Crónicas e opinião
Linha do Equilíbrio | Mentira e Verdade: desafio profundamente humano!
A época da Páscoa, na tradição cristã, costuma estar associada à reflexão, à renovação e à busca pela verdade interior. No entanto, ao explorarmos algumas narrativas centrais da doutrina cristã, percebemos que a mentira e a traição também fazem parte do drama humano retratado nesse período. A história de Judas Iscariotes, o discípulo que, aparentemente, traiu Jesus Cristo, é um dos exemplos mais marcantes de como a mentira pode infiltrar-se nas relações humanas e condicionar a verdade.
Pelo que percebemos da história bíblica, Judas caminhou ao lado de Jesus, ouviu os seus ensinamentos e testemunhou os seus gestos de compaixão. Ainda assim, foi ele quem negociou a sua entrega às autoridades. A traição, simbolizada pelo famoso beijo, não foi apenas um ato de deslealdade, foi também uma manifestação da aparente fidelidade que escondia uma intenção contrária. Esta narrativa atravessou séculos, justamente, porque reflete um dilema profundamente humano – a mentira.
Mentir é, assim, um comportamento humano antigo e universal. As pessoas mentem por diferentes razões: para evitarem a punição, protegerem a própria imagem, obterem vantagens ou até preservarem os sentimentos de outras pessoas. Nem toda a mentira nasce da maldade, muitas podem surgir de conflitos internos, medo ou insegurança.

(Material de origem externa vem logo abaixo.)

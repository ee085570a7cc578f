// Copyright 2025 eraflo
//
// Licensed under the Apache License, Version 2.0 (the "License");
// you may not use this file except in compliance with the License.
// You may obtain a copy of the License at
//
//     http://www.apache.org/licenses/LICENSE-2.0
//
// Unless required by applicable law or agreed to in writing, software
// distributed under the License is distributed on an "AS IS" BASIS,
// WITHOUT WARRANTIES OR CONDITIONS OF ANY KIND, either express or implied.
// See the License for the specific language governing permissions and
// limitations under the License.

use crate::{error::BoxError, fs::MediaStream, media::Media};

/// A format-specific parser that turns a byte stream into a typed media
/// object.
///
/// This represents the "Data Plane" part of loading. Readers run on
/// background threads, so they must be shareable across threads, and
/// [`supports`](MediaReader::supports) must be free of side effects because
/// it is consulted on the control thread while resolving paths.
pub trait MediaReader<M: Media>: Send + Sync {
    /// Returns `true` if this reader can parse files with `extension`.
    ///
    /// Extensions are passed without the leading dot, as reported by
    /// [`FileAccess::extension_of`](crate::fs::FileAccess::extension_of).
    fn supports(&self, extension: &str) -> bool;

    /// Parses `stream` into a media object.
    ///
    /// # Parameters
    /// - `stream`: An open stream positioned at the start of the file.
    /// - `path`: The fully-qualified path the stream was opened from.
    /// - `extension`: The extension that selected this reader.
    ///
    /// # Returns
    /// The decoded media on success, or a boxed error that is recorded as a
    /// load failure for `path`.
    fn read(&self, stream: MediaStream, path: &str, extension: &str) -> Result<M, BoxError>;
}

Na psicologia, costuma-se distinguir a mentira social e a mentira patológica. A mentira social é aquela que aparece no quotidiano, muitas vezes com a intenção de evitar conflitos ou preservar relações. A mentira social pode ser considerada relativamente comum e, em certos contextos, até funcional. São as chamadas “mentiras sem maldade”, que são pequenos “desvios da verdade” que tentam suavizar situações desconfortáveis, ou seja, são pequenas distorções da verdade usadas para manter a harmonia social, tais como elogiar algo que não gostamos muito ou evitar uma resposta que possa ferir alguém. Embora possam parecer inofensivas, quando repetidas ou naturalizadas podem corroer a confiança das relações e a autenticidade das mesmas. Em contrapartida, a mentira patológica é um fenómeno mais complexo, onde a pessoa mente, de forma compulsiva ou habitual, muitas vezes, sem uma vantagem clara. Esse comportamento pode estar associado a dificuldades emocionais profundas, à necessidade de validação ou à construção de uma identidade baseada em narrativas fictícias. Diferente da mentira social, aqui o ato de mentir torna-se um padrão psicológico persistente.
Para além da mentira, há outro aspeto psicológico importante a refletir nesta história: a confiança. As relações humanas, sejam familiares, profissionais ou sociais, são construídas sobre expectativas de confiança. Quando a mentira rompe esse pacto, o impacto emocional pode ser profundo, conduzindo a sentimentos de deceção, traição e insegurança e, quando associados a interesses e conflitos pessoais, pode gerar dilemas psicológicos profundos, ou seja, o conflito entre os valores pessoais e as escolhas motivadas por circunstâncias externas, como poder, dinheiro ou pressão social. Algumas pessoas que se encontram nesta situação podem experimentar, ainda, culpa intensa. Estas emoções podem, assim, surgir quando as ações entram em incongruência com os princípios, o que leva a pensar nas contradições humanas, ou seja, a capacidade de estar próximos da verdade e, ao mesmo tempo, escolher caminhos inversos. Esta situação ajuda a refletir sobre os dias de hoje, onde se vivem tempos de desinformação e de narrativas distorcidas, que circulam com facilidade, onde o compromisso com a verdade se torna ainda mais necessário, tanto nas relações pessoais quanto na vida pública.
A psicologia entende que reconhecer erros é frequentemente o primeiro passo para mudanças reais de comportamento. A consciência moral, o arrependimento e a busca de reparação são processos que ajudam o indivíduo a reconstruir vínculos e a própria identidade. Num mundo onde as pequenas mentiras sociais convivem com enganos mais graves, refletir sobre a verdade, quer nas relações com os outros, quer consigo mesmo, continua a ser um desafio profundamente humano.